Tareq est arrivé au Canada en décembre 2015, il était dans les premiers avions qui amenaient des réfugiés syriens au Canada, quand Justin Trudeau, nouvellement élu premier ministre, a ouvert les frontières du Canada à des dizaines de milliers de Syriens qui avaient fui la guerre dans leur pays. Comme Tareq a été parrainé par une famille d’Antigonish, c’est là qu’il débarque un matin d’hiver avec ses valises. « J’ai aimé la ville tout de suite, se souvient le Syrien, il neigeait, c'était très beau et très calme, je n'avais jamais vécu dans un endroit aussi tranquille, surtout après la guerre en Syrie. C’était un choc culturel aussi, après avoir vécu dans une grande ville comme Damas ou Beyrouth, arriver dans une petite ville de 5 000 habitants ! Mais l'important ce n'est pas le nombre d'habitants, c’est la taille du cœur des habitants et Antigonish a beaucoup de cœur ».

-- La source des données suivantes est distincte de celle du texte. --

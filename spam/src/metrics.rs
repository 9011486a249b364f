// SPDX-License-Identifier: AGPL-3.0-or-later
// SPDX-FileCopyrightText: 2024 Hyperpolymath

//! Evaluation metrics for the spam classifier
//!
//! Implements:
//! - Per-class precision, recall, F1 and support
//! - Accuracy with macro and support-weighted averages
//! - Confusion matrix over arbitrary labels
//! - ROC and precision-recall curves for the positive class
//! - AUC-ROC by the trapezoidal rule
//!
//! Target names are sorted lexicographically and the second one is the
//! positive class, so with `ham`/`spam` the curves describe `spam`.

use crate::pipeline::ProbabilityMatrix;
use serde::{Deserialize, Serialize};
use std::collections::BTreeMap;

#[derive(Debug, Clone, Default, PartialEq, Serialize, Deserialize)]
pub struct ClassMetrics {
    pub precision: f64,
    pub recall: f64,
    pub f1_score: f64,
    pub support: usize,
}

/// Counts indexed by `[true][predicted]` in label order
#[derive(Debug, Clone, PartialEq, Serialize, Deserialize)]
pub struct ConfusionMatrix {
    pub labels: Vec<String>,
    pub counts: Vec<Vec<usize>>,
}

impl ConfusionMatrix {
    /// Pairs whose true or predicted label is outside `labels` are ignored.
    pub fn from_predictions(y_true: &[String], y_pred: &[String], labels: &[String]) -> Self {
        let index = |l: &String| labels.iter().position(|x| x == l);
        let mut counts = vec![vec![0; labels.len()]; labels.len()];
        for (t, p) in y_true.iter().zip(y_pred) {
            if let (Some(i), Some(j)) = (index(t), index(p)) {
                counts[i][j] += 1;
            }
        }
        Self {
            labels: labels.to_vec(),
            counts,
        }
    }

    pub fn get(&self, actual: &str, predicted: &str) -> Option<usize> {
        let i = self.labels.iter().position(|l| l == actual)?;
        let j = self.labels.iter().position(|l| l == predicted)?;
        Some(self.counts[i][j])
    }

    pub fn total(&self) -> usize {
        self.counts.iter().flatten().sum()
    }

    fn correct(&self) -> usize {
        (0..self.labels.len()).map(|i| self.counts[i][i]).sum()
    }
}

#[derive(Debug, Clone, Default, PartialEq, Serialize, Deserialize)]
pub struct RocCurve {
    pub fpr: Vec<f64>,
    pub tpr: Vec<f64>,
    /// Decreasing; the first entry exceeds every score
    pub thresholds: Vec<f64>,
}

#[derive(Debug, Clone, Default, PartialEq, Serialize, Deserialize)]
pub struct PrecisionRecallCurve {
    pub precision: Vec<f64>,
    pub recall: Vec<f64>,
    /// Increasing; one shorter than `precision` and `recall`
    pub thresholds: Vec<f64>,
}

/// Complete evaluation of one set of predictions
#[derive(Debug, Clone, PartialEq, Serialize, Deserialize)]
pub struct MetricsReport {
    pub labels: Vec<String>,
    pub positive_label: String,
    pub per_class: BTreeMap<String, ClassMetrics>,
    pub accuracy: f64,
    pub macro_avg: ClassMetrics,
    pub weighted_avg: ClassMetrics,
    pub confusion_matrix: ConfusionMatrix,
    pub roc_curve: RocCurve,
    pub pr_curve: PrecisionRecallCurve,
    pub roc_auc: f64,
}

impl MetricsReport {
    /// Build a report from true labels, predicted labels and class probabilities.
    ///
    /// Target names may come in any order; they are sorted and the matrix
    /// columns are matched to them by class name, so the positive class is
    /// always the second sorted label.
    ///
    /// Panics if the inputs disagree in length, fewer than two target names are
    /// given, or the probability matrix classes differ from the target names.
    pub fn from_predictions(
        y_true: &[String],
        y_pred: &[String],
        probabilities: &ProbabilityMatrix,
        target_names: &[String],
    ) -> Self {
        assert_eq!(y_true.len(), y_pred.len(), "Prediction and ground truth lengths must match");
        assert_eq!(
            y_true.len(),
            probabilities.n_rows(),
            "Probability rows and ground truth lengths must match"
        );
        assert!(target_names.len() >= 2, "At least two target names are required");
        assert_eq!(
            probabilities.n_columns(),
            target_names.len(),
            "Probability columns must match target names"
        );

        let mut labels = target_names.to_vec();
        labels.sort();
        let mut columns = probabilities.classes().to_vec();
        columns.sort();
        assert_eq!(columns, labels, "Probability classes must match target names");
        // Column order follows the sorted labels from here on
        let probabilities = probabilities.aligned_to(&labels);

        let confusion_matrix = ConfusionMatrix::from_predictions(y_true, y_pred, &labels);
        let per_class: BTreeMap<String, ClassMetrics> = labels
            .iter()
            .enumerate()
            .map(|(i, label)| (label.clone(), class_metrics(&confusion_matrix, i, y_true, label)))
            .collect();

        let total_support: usize = per_class.values().map(|m| m.support).sum();
        let macro_avg = average(per_class.values(), |_| 1.0, total_support);
        let weighted_avg = average(per_class.values(), |m| m.support as f64, total_support);
        let accuracy = ratio(confusion_matrix.correct(), y_true.len());

        let positive_label = labels[1].clone();
        let truth: Vec<bool> = y_true.iter().map(|t| *t == positive_label).collect();
        let scores = probabilities.column(1);
        let curve = binary_clf_curve(&truth, &scores);
        let roc_curve = roc_curve(&curve);
        let pr_curve = precision_recall_curve(&curve);
        let roc_auc = roc_auc(&roc_curve, &truth);

        Self {
            labels,
            positive_label,
            per_class,
            accuracy,
            macro_avg,
            weighted_avg,
            confusion_matrix,
            roc_curve,
            pr_curve,
            roc_auc,
        }
    }

    pub fn class(&self, label: &str) -> Option<&ClassMetrics> {
        self.per_class.get(label)
    }

    pub fn total_support(&self) -> usize {
        self.per_class.values().map(|m| m.support).sum()
    }

    /// Format as a human-readable string
    pub fn format(&self) -> String {
        let mut output = String::new();
        output.push_str("Classification Report\n");
        output.push_str("=====================\n");
        output.push_str(&format!(
            "{:<14} {:>10} {:>10} {:>10} {:>10}\n",
            "", "precision", "recall", "f1-score", "support"
        ));
        for (label, m) in &self.per_class {
            output.push_str(&format_row(label, m));
        }
        output.push('\n');
        output.push_str(&format!(
            "{:<14} {:>10} {:>10} {:>10.4} {:>10}\n",
            "accuracy",
            "",
            "",
            self.accuracy,
            self.total_support()
        ));
        output.push_str(&format_row("macro avg", &self.macro_avg));
        output.push_str(&format_row("weighted avg", &self.weighted_avg));

        output.push_str(&format!(
            "\nAUC-ROC ({}):    {:.4}\n",
            self.positive_label, self.roc_auc
        ));

        output.push_str("\nConfusion Matrix (rows = actual, columns = predicted):\n");
        output.push_str(&format!("{:<14}", ""));
        for label in &self.confusion_matrix.labels {
            output.push_str(&format!(" {:>10}", label));
        }
        output.push('\n');
        for (label, row) in self.confusion_matrix.labels.iter().zip(&self.confusion_matrix.counts) {
            output.push_str(&format!("{:<14}", label));
            for count in row {
                output.push_str(&format!(" {:>10}", count));
            }
            output.push('\n');
        }

        output
    }
}

fn format_row(label: &str, m: &ClassMetrics) -> String {
    format!(
        "{:<14} {:>10.4} {:>10.4} {:>10.4} {:>10}\n",
        label, m.precision, m.recall, m.f1_score, m.support
    )
}

fn ratio(num: usize, denom: usize) -> f64 {
    if denom == 0 {
        return 0.0;
    }
    num as f64 / denom as f64
}

fn f1(precision: f64, recall: f64) -> f64 {
    let denom = precision + recall;
    if denom == 0.0 {
        return 0.0;
    }
    2.0 * precision * recall / denom
}

fn class_metrics(cm: &ConfusionMatrix, i: usize, y_true: &[String], label: &str) -> ClassMetrics {
    let tp = cm.counts[i][i];
    let predicted: usize = cm.counts.iter().map(|row| row[i]).sum();
    // Support counts every true occurrence, even if the prediction fell outside the labels
    let support = y_true.iter().filter(|t| *t == label).count();

    let precision = ratio(tp, predicted);
    let recall = ratio(tp, support);
    ClassMetrics {
        precision,
        recall,
        f1_score: f1(precision, recall),
        support,
    }
}

fn average<'a>(
    metrics: impl Iterator<Item = &'a ClassMetrics> + Clone,
    weight: impl Fn(&ClassMetrics) -> f64,
    total_support: usize,
) -> ClassMetrics {
    let total_weight: f64 = metrics.clone().map(&weight).sum();
    if total_weight == 0.0 {
        return ClassMetrics {
            support: total_support,
            ..ClassMetrics::default()
        };
    }
    let mean = |f: fn(&ClassMetrics) -> f64| {
        metrics.clone().map(|m| weight(m) * f(m)).sum::<f64>() / total_weight
    };
    ClassMetrics {
        precision: mean(|m| m.precision),
        recall: mean(|m| m.recall),
        f1_score: mean(|m| m.f1_score),
        support: total_support,
    }
}

/// Cumulative true and false positives at each distinct score, highest first
struct ClfCurve {
    tps: Vec<f64>,
    fps: Vec<f64>,
    thresholds: Vec<f64>,
}

fn binary_clf_curve(truth: &[bool], scores: &[f64]) -> ClfCurve {
    let mut order: Vec<usize> = (0..scores.len()).collect();
    order.sort_by(|&a, &b| scores[b].total_cmp(&scores[a]));

    let mut curve = ClfCurve {
        tps: Vec::new(),
        fps: Vec::new(),
        thresholds: Vec::new(),
    };
    let (mut tp, mut fp) = (0.0, 0.0);
    for (pos, &i) in order.iter().enumerate() {
        if truth[i] {
            tp += 1.0;
        } else {
            fp += 1.0;
        }
        // Emit at the last index of each run of equal scores
        let run_ends = order.get(pos + 1).map_or(true, |&next| scores[next] != scores[i]);
        if run_ends {
            curve.tps.push(tp);
            curve.fps.push(fp);
            curve.thresholds.push(scores[i]);
        }
    }
    curve
}

fn roc_curve(curve: &ClfCurve) -> RocCurve {
    let n = curve.tps.len();

    // Drop points collinear with their neighbours
    let keep: Vec<usize> = if n > 2 {
        (0..n)
            .filter(|&i| {
                i == 0
                    || i == n - 1
                    || curve.fps[i + 1] - 2.0 * curve.fps[i] + curve.fps[i - 1] != 0.0
                    || curve.tps[i + 1] - 2.0 * curve.tps[i] + curve.tps[i - 1] != 0.0
            })
            .collect()
    } else {
        (0..n).collect()
    };

    let mut fps = vec![0.0];
    let mut tps = vec![0.0];
    let mut thresholds = vec![curve.thresholds.first().map_or(1.0, |t| t + 1.0)];
    for &i in &keep {
        fps.push(curve.fps[i]);
        tps.push(curve.tps[i]);
        thresholds.push(curve.thresholds[i]);
    }

    let neg = fps.last().copied().unwrap_or(0.0);
    let pos = tps.last().copied().unwrap_or(0.0);
    if neg <= 0.0 {
        tracing::warn!("No negative samples in y_true, false positive rate is undefined");
    }
    if pos <= 0.0 {
        tracing::warn!("No positive samples in y_true, true positive rate is undefined");
    }
    let rate = |v: f64, total: f64| if total > 0.0 { v / total } else { 0.0 };

    RocCurve {
        fpr: fps.iter().map(|&v| rate(v, neg)).collect(),
        tpr: tps.iter().map(|&v| rate(v, pos)).collect(),
        thresholds,
    }
}

fn precision_recall_curve(curve: &ClfCurve) -> PrecisionRecallCurve {
    let total_pos = curve.tps.last().copied().unwrap_or(0.0);

    let mut precision: Vec<f64> = curve
        .tps
        .iter()
        .zip(&curve.fps)
        .map(|(&tp, &fp)| if tp + fp > 0.0 { tp / (tp + fp) } else { 0.0 })
        .rev()
        .collect();
    let mut recall: Vec<f64> = curve
        .tps
        .iter()
        .map(|&tp| if total_pos > 0.0 { tp / total_pos } else { 1.0 })
        .rev()
        .collect();
    let thresholds: Vec<f64> = curve.thresholds.iter().rev().copied().collect();

    precision.push(1.0);
    recall.push(0.0);
    PrecisionRecallCurve {
        precision,
        recall,
        thresholds,
    }
}

/// Trapezoidal area under the ROC points; 0.5 when only one class is present.
fn roc_auc(curve: &RocCurve, truth: &[bool]) -> f64 {
    let positives = truth.iter().filter(|&&t| t).count();
    if positives == 0 || positives == truth.len() {
        tracing::warn!("Only one class present in y_true, ROC AUC is undefined; reporting 0.5");
        return 0.5;
    }
    curve
        .fpr
        .windows(2)
        .zip(curve.tpr.windows(2))
        .map(|(x, y)| (x[1] - x[0]) * (y[0] + y[1]) / 2.0)
        .sum()
}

Dans les mois qui suivent son arrivée, Tareq se démène pour faire venir ses parents, puis sa sœur et ses enfants, sa sœur endeuillée par la mort de son mari, tué en Syrie. Le jeune homme, qui étudiait en médecine à Damas, a aussi l’espoir de reprendre ses études au Canada, ce rêve va l’habiter pendant des mois mais il va rapidement réaliser qu’il est très compliqué de reprendre des études de médecine au Canada quand on en a suivi dans un autre pays. Et puis toute la famille, prise en charge par le gouvernement canadien au cours des premiers mois de son arrivée à Antigonish, se demande aussi comment reprendre le cours de sa vie, où aller travailler, alors que seul Tareq parle anglais ? Le lot, hélas, de bien des réfugiés quand ils débarquent dans un pays étranger.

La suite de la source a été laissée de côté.